Sur sa vanité exprimée, sa tête se secouait, en des sanglots, comme une tête de vieille femme qui sanglote. Il pleura et pleura mal, car du soleil vint se jouer entre ses larmes. Et le soleil n’était jamais entré chez lui. Venait-il par ironie? Non! le soleil ne s’était jamais moqué de lui—et le soleil est bon.
Le jeune homme se leva alors et, dans le soleil, la face humide, il défia le monde et espéra fervemment. Ce soleil, ce soleil divin, quel présage en ce moment! Il sentit que son suprême espoir, c’était l’amour de cette femme, amour lointain, amour revenu et reconquis.
Et il se rassit pour pleurer.
Car il espérait. Mais, tout de suite, qu’allait-il arriver? Mettrait-elle longtemps à lui rendre sa foi et son âme? Et comment lui faire savoir qu’elle se trompait, car il n’achèverait pas sa lettre?

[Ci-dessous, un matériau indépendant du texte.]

use serde::Deserialize;
use std::collections::HashMap;
use std::time::Duration;
use thiserror::Error;
use url::Url;

use crate::queue::DEFAULT_CAPACITY;
use crate::ring::DEFAULT_REPLICAS;
use crate::stats::Family;

pub const DEFAULT_MIN_STEP: i64 = 30;

#[derive(Error, Debug, PartialEq)]
pub enum ValidationError {
    #[error("{0} is enabled but its cluster is empty")]
    EmptyCluster(Family),

    #[error("empty node name in the {0} cluster")]
    EmptyNodeName(Family),

    #[error("storage node {0} has no replica addresses")]
    EmptyReplicaList(String),

    #[error("empty address for {0}")]
    EmptyAddress(Family),

    #[error("batch size for {0} must be at least 1")]
    InvalidBatchSize(Family),

    #[error("queue capacity for {0} must be at least 1")]
    InvalidQueueCapacity(Family),

    #[error("report period must be positive, got {0}")]
    InvalidPeriod(i64),

    #[error("forwarding rule for metric {0} has an empty output name")]
    EmptyForwardName(String),
}

fn default_true() -> bool {
    true
}

fn default_min_step() -> i64 {
    DEFAULT_MIN_STEP
}

fn default_queue_capacity() -> usize {
    DEFAULT_CAPACITY
}

fn default_idle_backoff_ms() -> u64 {
    50
}

fn default_stats_interval_secs() -> u64 {
    60
}

fn default_batch() -> usize {
    200
}

fn default_replicas() -> usize {
    DEFAULT_REPLICAS
}

fn default_report_timeout_ms() -> u64 {
    5000
}

/// Sender configuration
///
/// A family whose section is missing, or has `enabled: false`, receives nothing.
#[derive(Clone, Debug, Deserialize, PartialEq)]
pub struct Config {
    /// Lower bound for the step of threshold and storage records, in seconds.
    /// Values below 1 fall back to 30.
    #[serde(default = "default_min_step")]
    pub min_step: i64,
    /// Capacity of every send queue unless a family overrides it
    #[serde(default = "default_queue_capacity")]
    pub queue_capacity: usize,
    /// How long a dispatch worker sleeps when its queue is empty
    #[serde(default = "default_idle_backoff_ms")]
    pub idle_backoff_ms: u64,
    /// Interval of the queue depth / drop count snapshots
    #[serde(default = "default_stats_interval_secs")]
    pub stats_interval_secs: u64,
    pub threshold: Option<ThresholdConfig>,
    pub storage: Option<StorageConfig>,
    pub archive: Option<ArchiveConfig>,
    pub report: Option<ReportConfig>,
}

impl Default for Config {
    fn default() -> Self {
        Self {
            min_step: DEFAULT_MIN_STEP,
            queue_capacity: DEFAULT_CAPACITY,
            idle_backoff_ms: default_idle_backoff_ms(),
            stats_interval_secs: default_stats_interval_secs(),
            threshold: None,
            storage: None,
            archive: None,
            report: None,
        }
    }
}

impl Config {
    pub fn effective_min_step(&self) -> i64 {
        if self.min_step < 1 {
            DEFAULT_MIN_STEP
        } else {
            self.min_step
        }
    }

    pub fn idle_backoff(&self) -> Duration {
        Duration::from_millis(self.idle_backoff_ms)
    }

    pub fn stats_interval(&self) -> Duration {
        Duration::from_secs(self.stats_interval_secs.max(1))
    }

    pub fn threshold(&self) -> Option<&ThresholdConfig> {
        self.threshold.as_ref().filter(|c| c.enabled)
    }

    pub fn storage(&self) -> Option<&StorageConfig> {
        self.storage.as_ref().filter(|c| c.enabled)
    }

    pub fn archive(&self) -> Option<&ArchiveConfig> {
        self.archive.as_ref().filter(|c| c.enabled)
    }

    pub fn report(&self) -> Option<&ReportConfig> {
        self.report.as_ref().filter(|c| c.enabled)
    }

    /// Queue capacity for a family, honoring its override.
    pub fn queue_capacity_for(&self, family: Family) -> usize {
        let custom = match family {
            Family::Threshold => self.threshold.as_ref().and_then(|c| c.queue_capacity),
            Family::Storage => self.storage.as_ref().and_then(|c| c.queue_capacity),
            Family::Archive => self.archive.as_ref().and_then(|c| c.queue_capacity),
            Family::Report => self.report.as_ref().and_then(|c| c.queue_capacity),
        };
        custom.unwrap_or(self.queue_capacity)
    }

    /// Validates the sender configuration
    pub fn validate(&self) -> Result<(), ValidationError> {
        if let Some(threshold) = self.threshold() {
            validate_batch(Family::Threshold, threshold.batch)?;
            if threshold.cluster.is_empty() {
                return Err(ValidationError::EmptyCluster(Family::Threshold));
            }
            for (node, addr) in &threshold.cluster {
                if node.is_empty() {
                    return Err(ValidationError::EmptyNodeName(Family::Threshold));
                }
                if addr.trim().is_empty() {
                    return Err(ValidationError::EmptyAddress(Family::Threshold));
                }
            }
        }

        if let Some(storage) = self.storage() {
            validate_batch(Family::Storage, storage.batch)?;
            if storage.cluster.is_empty() {
                return Err(ValidationError::EmptyCluster(Family::Storage));
            }
            for (node, addrs) in &storage.cluster {
                if node.is_empty() {
                    return Err(ValidationError::EmptyNodeName(Family::Storage));
                }
                if addrs.is_empty() {
                    return Err(ValidationError::EmptyReplicaList(node.clone()));
                }
                if addrs.iter().any(|a| a.trim().is_empty()) {
                    return Err(ValidationError::EmptyAddress(Family::Storage));
                }
            }
        }

        if let Some(archive) = self.archive() {
            validate_batch(Family::Archive, archive.batch)?;
            if archive.address.trim().is_empty() {
                return Err(ValidationError::EmptyAddress(Family::Archive));
            }
        }

        if let Some(report) = self.report() {
            validate_batch(Family::Report, report.batch)?;
            if report.period <= 0 {
                return Err(ValidationError::InvalidPeriod(report.period));
            }
            for (metric, rule) in &report.forward {
                if rule.name.is_empty() {
                    return Err(ValidationError::EmptyForwardName(metric.clone()));
                }
            }
        }

        for family in Family::ALL {
            if self.queue_capacity_for(family) == 0 {
                return Err(ValidationError::InvalidQueueCapacity(family));
            }
        }

        Ok(())
    }
}

fn validate_batch(family: Family, batch: usize) -> Result<(), ValidationError> {
    if batch == 0 {
        return Err(ValidationError::InvalidBatchSize(family));
    }
    Ok(())
}

/// Settings shared by the pooled TCP transports
#[derive(Clone, Debug, Deserialize, PartialEq)]
pub struct ConnectionConfig {
    #[serde(default = "ConnectionConfig::default_connect_timeout_ms")]
    pub connect_timeout_ms: u64,
    /// Upper bound for delivering one batch, including checkout and connect
    #[serde(default = "ConnectionConfig::default_call_timeout_ms")]
    pub call_timeout_ms: u64,
    /// Idle connections kept per address
    #[serde(default = "ConnectionConfig::default_max_idle")]
    pub max_idle: usize,
}

impl ConnectionConfig {
    fn default_connect_timeout_ms() -> u64 {
        1000
    }

    fn default_call_timeout_ms() -> u64 {
        5000
    }

    fn default_max_idle() -> usize {
        8
    }

    pub fn connect_timeout(&self) -> Duration {
        Duration::from_millis(self.connect_timeout_ms)
    }

    pub fn call_timeout(&self) -> Duration {
        Duration::from_millis(self.call_timeout_ms)
    }
}

impl Default for ConnectionConfig {
    fn default() -> Self {
        Self {
            connect_timeout_ms: Self::default_connect_timeout_ms(),
            call_timeout_ms: Self::default_call_timeout_ms(),
            max_idle: Self::default_max_idle(),
        }
    }
}

/// Threshold-evaluation cluster
#[derive(Clone, Debug, Deserialize, PartialEq)]
pub struct ThresholdConfig {
    #[serde(default = "default_true")]
    pub enabled: bool,
    #[serde(default = "default_batch")]
    pub batch: usize,
    /// Virtual points per node on the hash ring
    #[serde(default = "default_replicas")]
    pub replicas: usize,
    pub queue_capacity: Option<usize>,
    #[serde(default)]
    pub connection: ConnectionConfig,
    /// Node name -> address
    pub cluster: HashMap<String, String>,
}

/// Time-series storage cluster
#[derive(Clone, Debug, Deserialize, PartialEq)]
pub struct StorageConfig {
    #[serde(default = "default_true")]
    pub enabled: bool,
    #[serde(default = "default_batch")]
    pub batch: usize,
    #[serde(default = "default_replicas")]
    pub replicas: usize,
    /// Capacity of each replica queue
    pub queue_capacity: Option<usize>,
    #[serde(default)]
    pub connection: ConnectionConfig,
    /// Node name -> replica addresses. Every replica receives every record of the node.
    pub cluster: HashMap<String, Vec<String>>,
}

/// Raw archive store
#[derive(Clone, Debug, Deserialize, PartialEq)]
pub struct ArchiveConfig {
    #[serde(default = "default_true")]
    pub enabled: bool,
    #[serde(default = "default_batch")]
    pub batch: usize,
    pub queue_capacity: Option<usize>,
    #[serde(default)]
    pub connection: ConnectionConfig,
    pub address: String,
}

/// External reporting sink
#[derive(Clone, Debug, Deserialize, PartialEq)]
pub struct ReportConfig {
    #[serde(default = "default_true")]
    pub enabled: bool,
    #[serde(default = "default_batch")]
    pub batch: usize,
    pub queue_capacity: Option<usize>,
    /// Target of the HTTP POST requests
    pub url: Url,
    /// Reporting period required by the sink, in seconds
    pub period: i64,
    #[serde(default = "default_report_timeout_ms")]
    pub timeout_ms: u64,
    /// Drop decimation state for keys without samples for this long.
    /// State is kept forever when unset.
    pub cache_ttl_secs: Option<u64>,
    /// Source metric name -> forwarding rule. Other metrics are not reported.
    #[serde(default)]
    pub forward: HashMap<String, ForwardRule>,
}

impl ReportConfig {
    pub fn timeout(&self) -> Duration {
        Duration::from_millis(self.timeout_ms)
    }
}

/// How one source metric appears in the report
#[derive(Clone, Debug, Deserialize, PartialEq)]
pub struct ForwardRule {
    /// Output metric name
    pub name: String,
    /// Tag whose value becomes the sub-key; `-` when unset or missing on the sample
    pub tag: Option<String>,
    /// `value*N` or `value/N` with integer N
    pub expression: Option<String>,
}
//! Common types for metrics definitions.

#[derive(Debug, Clone, Copy, PartialEq, Eq)]
pub enum MetricType {
    Counter,
    Gauge,
    Histogram,
}

impl MetricType {
    pub const fn as_str(&self) -> &'static str {
        match self {
            MetricType::Counter => "Counter",
            MetricType::Gauge => "Gauge",
            MetricType::Histogram => "Histogram",
        }
    }
}

#[derive(Debug, Clone, Copy)]
pub struct MetricDef {
    pub name: &'static str,
    pub metric_type: MetricType,
    pub description: &'static str,
}

/// Registers the descriptions of all given metrics with the installed recorder.
///
/// Should be called once after the recorder has been installed.
pub fn describe_all(defs: &[MetricDef]) {
    for def in defs {
        match def.metric_type {
            MetricType::Counter => metrics::describe_counter!(def.name, def.description),
            MetricType::Gauge => metrics::describe_gauge!(def.name, def.description),
            MetricType::Histogram => metrics::describe_histogram!(def.name, def.description),
        }
    }
}

/// Usage: `counter!(SEND_DROPPED, "family" => "storage").increment(1)`
#[macro_export]
macro_rules! counter {
    ($def:expr $(, $key:expr => $value:expr)* $(,)?) => {
        metrics::counter!($def.name $(, $key => $value)*)
    };
}

#[macro_export]
macro_rules! gauge {
    ($def:expr $(, $key:expr => $value:expr)* $(,)?) => {
        metrics::gauge!($def.name $(, $key => $value)*)
    };
}

#[macro_export]
macro_rules! histogram {
    ($def:expr $(, $key:expr => $value:expr)* $(,)?) => {
        metrics::histogram!($def.name $(, $key => $value)*)
    };
}

#[cfg(test)]
mod tests {
    use super::*;

    const TEST_COUNTER: MetricDef = MetricDef {
        name: "test.counter",
        metric_type: MetricType::Counter,
        description: "Counter used in tests",
    };

    #[test]
    fn test_metric_type_names() {
        assert_eq!(MetricType::Counter.as_str(), "Counter");
        assert_eq!(MetricType::Gauge.as_str(), "Gauge");
        assert_eq!(MetricType::Histogram.as_str(), "Histogram");
    }

    #[test]
    fn test_macros_without_recorder() {
        // Without an installed recorder the macros are no-ops.
        describe_all(&[TEST_COUNTER]);
        crate::counter!(TEST_COUNTER).increment(1);
        crate::counter!(TEST_COUNTER, "family" => "storage").increment(1);
    }
}
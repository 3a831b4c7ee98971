//! Canonical input sample and the per-destination record shapes.

use serde::{Deserialize, Serialize};
use std::collections::BTreeMap;
use std::fmt;
use std::str::FromStr;

use crate::errors::ConversionError;

pub const GAUGE: &str = "GAUGE";
pub const COUNTER: &str = "COUNTER";
pub const DERIVE: &str = "DERIVE";

/// Bound value meaning "unbounded" in a storage record.
pub const UNBOUNDED: &str = "U";

/// A metric observation as produced by the collection layer.
#[derive(Clone, Debug, PartialEq, Serialize, Deserialize)]
#[serde(rename_all = "camelCase")]
pub struct CanonicalSample {
    pub endpoint: String,
    pub metric: String,
    pub value: f64,
    /// Unix timestamp in seconds.
    pub timestamp: i64,
    /// Collection step in seconds.
    pub step: i64,
    pub counter_type: String,
    #[serde(default)]
    pub tags: BTreeMap<String, String>,
}

impl CanonicalSample {
    /// Key used for ring lookups.
    ///
    /// `endpoint/metric` without tags, `endpoint/metric/k1=v1,k2=v2` otherwise.
    /// Tags are kept sorted by key, so the key only depends on the sample identity.
    pub fn routing_key(&self) -> String {
        if self.tags.is_empty() {
            return format!("{}/{}", self.endpoint, self.metric);
        }
        let tags = self
            .tags
            .iter()
            .map(|(k, v)| format!("{k}={v}"))
            .collect::<Vec<_>>()
            .join(",");
        format!("{}/{}/{}", self.endpoint, self.metric, tags)
    }

    /// Key of the decimation state for this sample. Tags are not part of it.
    pub fn decimation_key(&self) -> String {
        format!("{}/{}", self.endpoint, self.metric)
    }
}

/// Counter semantics understood by the storage cluster.
#[derive(Clone, Copy, Debug, PartialEq, Eq)]
pub enum CounterType {
    Gauge,
    Counter,
    Derive,
}

impl FromStr for CounterType {
    type Err = ConversionError;

    fn from_str(s: &str) -> Result<Self, Self::Err> {
        match s {
            GAUGE => Ok(CounterType::Gauge),
            COUNTER => Ok(CounterType::Counter),
            DERIVE => Ok(CounterType::Derive),
            other => Err(ConversionError::UnsupportedCounterType(other.to_string())),
        }
    }
}

impl fmt::Display for CounterType {
    fn fmt(&self, f: &mut fmt::Formatter<'_>) -> fmt::Result {
        let s = match self {
            CounterType::Gauge => GAUGE,
            CounterType::Counter => COUNTER,
            CounterType::Derive => DERIVE,
        };
        f.write_str(s)
    }
}

/// Record delivered to the threshold-evaluation service.
#[derive(Clone, Debug, PartialEq, Serialize)]
#[serde(rename_all = "camelCase")]
pub struct ThresholdRecord {
    pub endpoint: String,
    pub metric: String,
    pub value: f64,
    pub timestamp: i64,
    pub judge_type: String,
    pub tags: BTreeMap<String, String>,
}

/// Record delivered to every replica of a storage node.
#[derive(Clone, Debug, PartialEq, Serialize)]
pub struct StorageRecord {
    pub endpoint: String,
    pub metric: String,
    pub tags: BTreeMap<String, String>,
    pub value: f64,
    pub timestamp: i64,
    #[serde(rename = "dstype")]
    pub ds_type: String,
    pub step: i64,
    pub heartbeat: i64,
    pub min: String,
    pub max: String,
}

/// Record written to the archive store.
#[derive(Clone, Debug, PartialEq)]
pub struct ArchiveRecord {
    pub metric: String,
    pub timestamp: i64,
    pub value: f64,
    pub tags: BTreeMap<String, String>,
}

impl ArchiveRecord {
    /// Renders the record as one `put` line, newline included.
    pub fn to_put_line(&self) -> String {
        let mut line = format!("put {} {} {}", self.metric, self.timestamp, self.value);
        for (k, v) in &self.tags {
            line.push(' ');
            line.push_str(k);
            line.push('=');
            line.push_str(v);
        }
        line.push('\n');
        line
    }
}

/// Kind of endpoint reported to the external sink.
#[derive(Clone, Copy, Debug, PartialEq, Eq, Serialize)]
#[serde(rename_all = "lowercase")]
pub enum EndpointType {
    Host,
    Network,
}

impl EndpointType {
    /// Network devices are named with `-` separated segments, hosts are not.
    pub fn classify(endpoint: &str) -> Self {
        if endpoint.contains('-') {
            EndpointType::Network
        } else {
            EndpointType::Host
        }
    }
}

/// Output metric name -> sub-key -> value.
pub type DataList = BTreeMap<String, BTreeMap<String, f64>>;

/// One timestamped envelope per endpoint, posted to the external sink.
#[derive(Clone, Debug, PartialEq, Serialize)]
#[serde(rename_all = "camelCase")]
pub struct ReportRecord {
    pub name: String,
    #[serde(rename = "type")]
    pub endpoint_type: EndpointType,
    /// Milliseconds.
    pub timestamp: i64,
    pub data_list: DataList,
}

/// Response body of the external sink.
#[derive(Clone, Debug, PartialEq, Deserialize)]
#[serde(rename_all = "camelCase")]
pub struct ReportResponse {
    pub result_code: i64,
    #[serde(default)]
    pub result_msg: String,
    #[serde(default)]
    pub system_time: String,
}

Il implora le soleil, le pâle soleil qui chante des romances d’amour! Et il s’attendrit si violemment que, n’ayant pas la force de désespérer, espérant malgré tout, parmi ses espoirs et ses désirs, il se roula à terre, hurlant, râlant, étouffant de sanglots et de plaintes—par vanité...
Eh bien? cet homme, c’est moi,—et c’est ce qu’il y a de plus étrange en cette affaire!
Cet homme que je ne nomme, en ma pensée, qu’à la troisième personne, que j’éloigne de moi de toute ma force pour qu’il ne m’atteigne pas de son malheur, en l’horrible contagion de la fatalité, c’est moi.
Je ne me rappelle plus.
Je ne me rappelle plus avoir aimé, avoir été aimé, je ne connais plus cette chambre où je souffre, où il fait froid, où il ne fait pas assez froid.